### RECORDS FOR THE EXERCISE
//! Language names accepted in `translation.targetLanguage` and the portal ids they map to.

/// Id used when the configured language is not in [`LANGUAGE_IDS`] (German).
pub const DEFAULT_LANGUAGE_ID: u32 = 354;

/// Spoken-language name to terminology portal language id.
pub const LANGUAGE_IDS: &[(&str, u32)] = &[
    ("Czech", 328),
    ("Danish", 332),
    ("Dutch", 560),
    ("English", 253),
    ("Finnish", 341),
    ("French", 345),
    ("German", 354),
    ("Icelandic", 394),
    ("Italian", 402),
    ("Norwegian", 536),
    ("Polish", 565),
    ("Portuguese", 567),
    ("Russian", 595),
    ("Spanish", 642),
    ("Swedish", 648),
    ("Turkish", 673),
];

/// Portal language id for `name` (case-insensitive), [`DEFAULT_LANGUAGE_ID`] when unmapped.
#[must_use]
pub fn language_id_for(name: &str) -> u32 {
    let name = name.trim();
    LANGUAGE_IDS
        .iter()
        .find(|(language, _)| language.eq_ignore_ascii_case(name))
        .map_or(DEFAULT_LANGUAGE_ID, |(_, id)| *id)
}
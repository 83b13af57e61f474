//! "Declare variable" quick fix for undeclared well-known variable names.

use std::collections::HashMap;
use std::sync::LazyLock;

use regex::Regex;
use tower_lsp::lsp_types::{
    CodeAction,
    CodeActionKind,
    Diagnostic,
    Position,
    Range,
    TextEdit,
    Url,
    WorkspaceEdit,
};

use crate::types::byte_offset;
use crate::variables::VariableTable;

#[allow(clippy::unwrap_used)]
static QUOTED_NAME_REGEX: LazyLock<Regex> = LazyLock::new(|| Regex::new(r"'([^']+)'").unwrap());

const HEADER_KEYWORDS: &[&str] =
    &["procedure ", "local procedure ", "internal procedure ", "trigger "];

/// Name the diagnostic complains about: the text under its range, else the
/// first quoted name in its message.
#[must_use]
pub fn diagnosed_name(text: &str, diagnostic: &Diagnostic) -> Option<String> {
    let range = diagnostic.range;
    let from_text = (range.start.line == range.end.line)
        .then(|| text.lines().nth(range.start.line as usize))
        .flatten()
        .and_then(|line| {
            let start = byte_offset(line, range.start.character);
            let end = byte_offset(line, range.end.character);
            line.get(start..end)
        })
        .map(|name| name.trim().trim_matches('"'))
        .filter(|name| !name.is_empty());

    from_text.map(String::from).or_else(|| {
        QUOTED_NAME_REGEX
            .captures(&diagnostic.message)
            .and_then(|captures| captures.get(1))
            .map(|name| name.as_str().to_string())
    })
}

/// Edit that declares `name: type_and_name;` for a use on `line`.
///
/// The declaration goes into the nearest `var` section above `line`. When the
/// enclosing procedure or trigger header is reached first, a new `var` section
/// is opened right before its `begin`.
#[must_use]
#[allow(clippy::cast_possible_truncation)] // documents never exceed u32::MAX lines
pub fn declaration_edit(
    text: &str,
    line: u32,
    name: &str,
    type_and_name: &str,
) -> Option<TextEdit> {
    let lines: Vec<&str> = text.lines().collect();
    let line_ending = if text.contains("\r\n") { "\r\n" } else { "\n" };
    let use_line = (line as usize).min(lines.len().checked_sub(1)?);

    for index in (0..=use_line).rev() {
        let current = lines.get(index)?;
        let trimmed = current.trim();

        if trimmed.eq_ignore_ascii_case("var") {
            let indent = leading_whitespace(current);
            return Some(TextEdit {
                range: caret(index as u32 + 1),
                new_text: format!("{indent}    {name}: {type_and_name};{line_ending}"),
            });
        }

        if is_header(trimmed) {
            let begin = lines
                .iter()
                .enumerate()
                .take(use_line + 1)
                .skip(index + 1)
                .find(|(_, candidate)| candidate.trim().eq_ignore_ascii_case("begin"))
                .map(|(begin, _)| begin)?;
            let indent = lines.get(begin).map_or("", |begin_line| leading_whitespace(begin_line));
            return Some(TextEdit {
                range: caret(begin as u32),
                new_text: format!(
                    "{indent}var{line_ending}{indent}    {name}: {type_and_name};{line_ending}"
                ),
            });
        }
    }

    None
}

/// The quick fix for the first diagnostic, when its name is a known variable.
#[must_use]
pub fn declare_variable_action(
    uri: &Url,
    text: &str,
    diagnostic: &Diagnostic,
    table: &VariableTable,
) -> Option<CodeAction> {
    let name = diagnosed_name(text, diagnostic)?;
    let entry = table.find(&name)?;
    let type_and_name = entry.data_type().render();
    let edit = declaration_edit(text, diagnostic.range.start.line, &name, &type_and_name)?;

    let mut changes = HashMap::new();
    changes.insert(uri.clone(), vec![edit]);

    Some(CodeAction {
        title: format!("Declare variable {name} ({})", entry.display_name),
        kind: Some(CodeActionKind::QUICKFIX),
        diagnostics: Some(vec![diagnostic.clone()]),
        edit: Some(WorkspaceEdit { changes: Some(changes), ..Default::default() }),
        is_preferred: Some(true),
        ..CodeAction::default()
    })
}

fn is_header(trimmed: &str) -> bool {
    let lower = trimmed.to_ascii_lowercase();
    HEADER_KEYWORDS.iter().any(|keyword| lower.starts_with(keyword))
}

fn leading_whitespace(line: &str) -> &str {
    let content_start = line.len() - line.trim_start().len();
    line.get(..content_start).unwrap_or("")
}

const fn caret(line: u32) -> Range {
    let position = Position { line, character: 0 };
    Range { start: position, end: position }
}
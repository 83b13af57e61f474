//! 設定ファイルの読み込み関数

use std::path::Path;

use super::{
    AlHelperSettings,
    ConfigError,
};

/// ワークスペースのルートで探す設定ファイル名
pub(super) const CONFIG_FILE_NAME: &str = ".al-helper.json";

/// ワークスペースから設定を読み込む
///
/// `.al-helper.json` ファイルを探して読み込む
///
/// # Arguments
/// * `workspace_root` - ワークスペースのルートパス
///
/// # Returns
/// - `Ok(Some(settings))`: 設定ファイルが見つかり、読み込みに成功
/// - `Ok(None)`: 設定ファイルが見つからない
/// - `Err(ConfigError)`: ファイル読み込みまたはパースエラー
pub(super) fn load_from_workspace(
    workspace_root: &Path,
) -> Result<Option<AlHelperSettings>, ConfigError> {
    let config_path = workspace_root.join(CONFIG_FILE_NAME);

    if !config_path.exists() {
        tracing::debug!("Configuration file not found: {:?}", config_path);
        return Ok(None);
    }

    tracing::debug!("Loading configuration from: {:?}", config_path);

    let content = std::fs::read_to_string(&config_path)?;
    let settings: AlHelperSettings = serde_json::from_str(&content)?;

    Ok(Some(settings))
}
//! Jumps to the next AL structure marker below the caret.

use tower_lsp::lsp_types::Url;

use crate::ide::host::EditorHost;
use crate::navigation::{
    JumpTarget,
    Marker,
    jump_target,
};

/// Moves the caret of `uri` to the next `marker` line below `cursor_line`.
pub async fn jump_to_next(
    host: &impl EditorHost,
    uri: &Url,
    text: &str,
    cursor_line: u32,
    marker: Marker,
) -> JumpTarget {
    let target = jump_target(text, cursor_line, marker);

    tracing::debug!(
        uri = %uri,
        marker = marker.text(),
        from = cursor_line,
        to = target.caret.start.line,
        "Jumping to next marker"
    );

    if !host.set_selection(uri.clone(), target.caret.into()).await {
        tracing::warn!(uri = %uri, "Editor did not move the caret");
    }

    target
}

#[cfg(test)]
#[allow(clippy::unwrap_used)]
mod tests {
    use googletest::prelude::*;
    use tower_lsp::lsp_types::{
        Position,
        Range,
    };

    use super::*;
    use crate::ide::host::test_support::{
        HostCall,
        RecordingHost,
    };

    const REPORT: &str = "report 50100 Customers\n\
                          {\n\
                          \x20   dataset\n\
                          \x20   {\n\
                          \x20       dataitem(Customer; Customer)\n\
                          \x20       {\n\
                          \x20       }\n\
                          \x20   }\n\
                          }";

    #[tokio::test]
    async fn selects_end_of_marker_line() {
        let host = RecordingHost::default();
        let uri = Url::parse("file:///work/Customers.Report.al").unwrap();

        let target = jump_to_next(&host, &uri, REPORT, 0, Marker::DataItem).await;

        let caret = Position { line: 4, character: 36 };
        assert_that!(
            host.calls(),
            elements_are![eq(&HostCall::SetSelection(
                uri.clone(),
                Range { start: caret, end: caret }
            ))]
        );
        assert_that!(target.reveal.end.line, eq(8));
    }

    #[tokio::test]
    async fn falls_back_to_second_line() {
        let host = RecordingHost::default();
        let uri = Url::parse("file:///work/Customers.Report.al").unwrap();

        let target = jump_to_next(&host, &uri, REPORT, 4, Marker::Keys).await;

        assert_that!(target.caret.start.line, eq(1));
        assert_that!(target.caret.start.character, eq(1));
    }
}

### EXERCISE PROMPT
Copy all lines of the records in which the string "None" can be found.

### SOLVED PROBLEM
    None
/// - `Ok(None)`: 設定ファイルが見つからない
        return Ok(None);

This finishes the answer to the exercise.